* [TASK]:
What is needed is an exact copy of all the records, written out in full.

RECORDS PROVIDED Block Start

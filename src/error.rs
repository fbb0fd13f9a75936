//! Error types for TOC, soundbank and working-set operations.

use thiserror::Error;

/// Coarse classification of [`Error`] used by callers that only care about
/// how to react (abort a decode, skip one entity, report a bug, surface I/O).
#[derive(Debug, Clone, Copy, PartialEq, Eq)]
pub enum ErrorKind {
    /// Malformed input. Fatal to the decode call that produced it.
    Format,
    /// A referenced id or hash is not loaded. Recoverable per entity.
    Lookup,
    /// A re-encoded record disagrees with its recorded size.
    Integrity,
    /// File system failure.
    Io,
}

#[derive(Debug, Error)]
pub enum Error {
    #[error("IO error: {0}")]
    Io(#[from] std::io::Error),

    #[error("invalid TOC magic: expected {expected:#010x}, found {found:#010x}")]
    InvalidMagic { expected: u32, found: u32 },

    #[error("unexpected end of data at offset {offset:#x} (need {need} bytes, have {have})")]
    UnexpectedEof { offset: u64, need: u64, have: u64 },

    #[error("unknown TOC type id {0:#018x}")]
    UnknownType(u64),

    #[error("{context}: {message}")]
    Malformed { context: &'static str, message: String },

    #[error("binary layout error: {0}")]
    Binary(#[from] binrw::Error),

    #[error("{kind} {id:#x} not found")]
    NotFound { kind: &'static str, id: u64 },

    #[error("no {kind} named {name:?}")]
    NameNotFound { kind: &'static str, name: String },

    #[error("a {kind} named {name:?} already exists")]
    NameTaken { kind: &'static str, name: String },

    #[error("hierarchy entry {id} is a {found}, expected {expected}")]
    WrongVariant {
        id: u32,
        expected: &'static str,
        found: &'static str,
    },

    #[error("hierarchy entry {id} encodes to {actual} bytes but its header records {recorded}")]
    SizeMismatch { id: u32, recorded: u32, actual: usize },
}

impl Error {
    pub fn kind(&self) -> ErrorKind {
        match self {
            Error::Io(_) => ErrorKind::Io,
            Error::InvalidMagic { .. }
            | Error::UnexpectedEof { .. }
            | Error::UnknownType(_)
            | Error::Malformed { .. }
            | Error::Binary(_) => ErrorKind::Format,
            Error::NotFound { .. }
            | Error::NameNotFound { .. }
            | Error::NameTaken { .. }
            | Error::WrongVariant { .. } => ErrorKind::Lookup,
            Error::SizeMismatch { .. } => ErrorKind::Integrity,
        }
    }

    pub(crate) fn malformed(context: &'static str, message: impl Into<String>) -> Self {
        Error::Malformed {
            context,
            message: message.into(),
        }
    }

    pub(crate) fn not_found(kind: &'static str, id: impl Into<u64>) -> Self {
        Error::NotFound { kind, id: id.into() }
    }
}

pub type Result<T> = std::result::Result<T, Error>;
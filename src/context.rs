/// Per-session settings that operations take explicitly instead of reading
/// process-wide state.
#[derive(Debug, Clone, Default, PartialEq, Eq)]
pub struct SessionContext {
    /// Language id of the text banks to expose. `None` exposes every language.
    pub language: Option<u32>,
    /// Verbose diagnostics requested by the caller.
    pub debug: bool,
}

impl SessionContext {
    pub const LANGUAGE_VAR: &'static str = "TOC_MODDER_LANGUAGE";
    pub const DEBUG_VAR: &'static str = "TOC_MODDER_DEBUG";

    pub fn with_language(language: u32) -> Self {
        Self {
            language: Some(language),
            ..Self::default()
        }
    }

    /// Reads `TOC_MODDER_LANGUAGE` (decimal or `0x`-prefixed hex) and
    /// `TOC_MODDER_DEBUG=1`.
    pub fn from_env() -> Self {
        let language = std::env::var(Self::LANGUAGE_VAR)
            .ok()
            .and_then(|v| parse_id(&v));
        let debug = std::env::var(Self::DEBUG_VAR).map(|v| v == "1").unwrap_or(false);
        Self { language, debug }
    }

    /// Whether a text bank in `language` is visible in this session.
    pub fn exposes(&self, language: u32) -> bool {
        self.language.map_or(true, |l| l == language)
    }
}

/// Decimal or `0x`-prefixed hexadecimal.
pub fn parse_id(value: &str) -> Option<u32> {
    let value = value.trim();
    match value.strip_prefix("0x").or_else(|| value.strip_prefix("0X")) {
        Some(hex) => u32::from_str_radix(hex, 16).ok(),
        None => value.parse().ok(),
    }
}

RECORDS PROVIDED Block End

* [TASK OUTPUT]:
filename src/error.rs
repository fbb0fd13f9a75936
//! Error types for TOC, soundbank and working-set operations.

use thiserror::Error;

/// Coarse classification of [`Error`] used by callers that only care about
/// how to react (abort a decode, skip one entity, report a bug, surface I/O).
#[derive(Debug, Clone, Copy, PartialEq, Eq)]
pub enum ErrorKind {
    /// Malformed input. Fatal to the decode call that produced it.
    Format,
    /// A referenced id or hash is not loaded. Recoverable per entity.
    Lookup,
    /// A re-encoded record disagrees with its recorded size.
    Integrity,
    /// File system failure.
    Io,
}

#[derive(Debug, Error)]
pub enum Error {
    #[error("IO error: {0}")]
    Io(#[from] std::io::Error),

    #[error("invalid TOC magic: expected {expected:#010x}, found {found:#010x}")]
    InvalidMagic { expected: u32, found: u32 },

    #[error("unexpected end of data at offset {offset:#x} (need {need} bytes, have {have})")]
    UnexpectedEof { offset: u64, need: u64, have: u64 },

    #[error("unknown TOC type id {0:#018x}")]
    UnknownType(u64),

    #[error("{context}: {message}")]
    Malformed { context: &'static str, message: String },

    #[error("binary layout error: {0}")]
    Binary(#[from] binrw::Error),

    #[error("{kind} {id:#x} not found")]
    NotFound { kind: &'static str, id: u64 },

    #[error("no {kind} named {name:?}")]
    NameNotFound { kind: &'static str, name: String },

    #[error("a {kind} named {name:?} already exists")]
    NameTaken { kind: &'static str, name: String },

    #[error("hierarchy entry {id} is a {found}, expected {expected}")]
    WrongVariant {
        id: u32,
        expected: &'static str,
        found: &'static str,
    },

    #[error("hierarchy entry {id} encodes to {actual} bytes but its header records {recorded}")]
    SizeMismatch { id: u32, recorded: u32, actual: usize },
}

impl Error {
    pub fn kind(&self) -> ErrorKind {
        match self {
            Error::Io(_) => ErrorKind::Io,
            Error::InvalidMagic { .. }
            | Error::UnexpectedEof { .. }
            | Error::UnknownType(_)
            | Error::Malformed { .. }
            | Error::Binary(_) => ErrorKind::Format,
            Error::NotFound { .. }
            | Error::NameNotFound { .. }
            | Error::NameTaken { .. }
            | Error::WrongVariant { .. } => ErrorKind::Lookup,
            Error::SizeMismatch { .. } => ErrorKind::Integrity,
        }
    }

    pub(crate) fn malformed(context: &'static str, message: impl Into<String>) -> Self {
        Error::Malformed {
            context,
            message: message.into(),
        }
    }

    pub(crate) fn not_found(kind: &'static str, id: impl Into<u64>) -> Self {
        Error::NotFound { kind, id: id.into() }
    }
}

pub type Result<T> = std::result::Result<T, Error>;
filename src/context.rs
/// Per-session settings that operations take explicitly instead of reading
/// process-wide state.
#[derive(Debug, Clone, Default, PartialEq, Eq)]
pub struct SessionContext {
    /// Language id of the text banks to expose. `None` exposes every language.
    pub language: Option<u32>,
    /// Verbose diagnostics requested by the caller.
    pub debug: bool,
}

impl SessionContext {
    pub const LANGUAGE_VAR: &'static str = "TOC_MODDER_LANGUAGE";
    pub const DEBUG_VAR: &'static str = "TOC_MODDER_DEBUG";

    pub fn with_language(language: u32) -> Self {
        Self {
            language: Some(language),
            ..Self::default()
        }
    }

    /// Reads `TOC_MODDER_LANGUAGE` (decimal or `0x`-prefixed hex) and
    /// `TOC_MODDER_DEBUG=1`.
    pub fn from_env() -> Self {
        let language = std::env::var(Self::LANGUAGE_VAR)
            .ok()
            .and_then(|v| parse_id(&v));
        let debug = std::env::var(Self::DEBUG_VAR).map(|v| v == "1").unwrap_or(false);
        Self { language, debug }
    }

    /// Whether a text bank in `language` is visible in this session.
    pub fn exposes(&self, language: u32) -> bool {
        self.language.map_or(true, |l| l == language)
    }
}

/// Decimal or `0x`-prefixed hexadecimal.
pub fn parse_id(value: &str) -> Option<u32> {
    let value = value.trim();
    match value.strip_prefix("0x").or_else(|| value.strip_prefix("0X")) {
        Some(hex) => u32::from_str_radix(hex, 16).ok(),
        None => value.parse().ok(),
    }
}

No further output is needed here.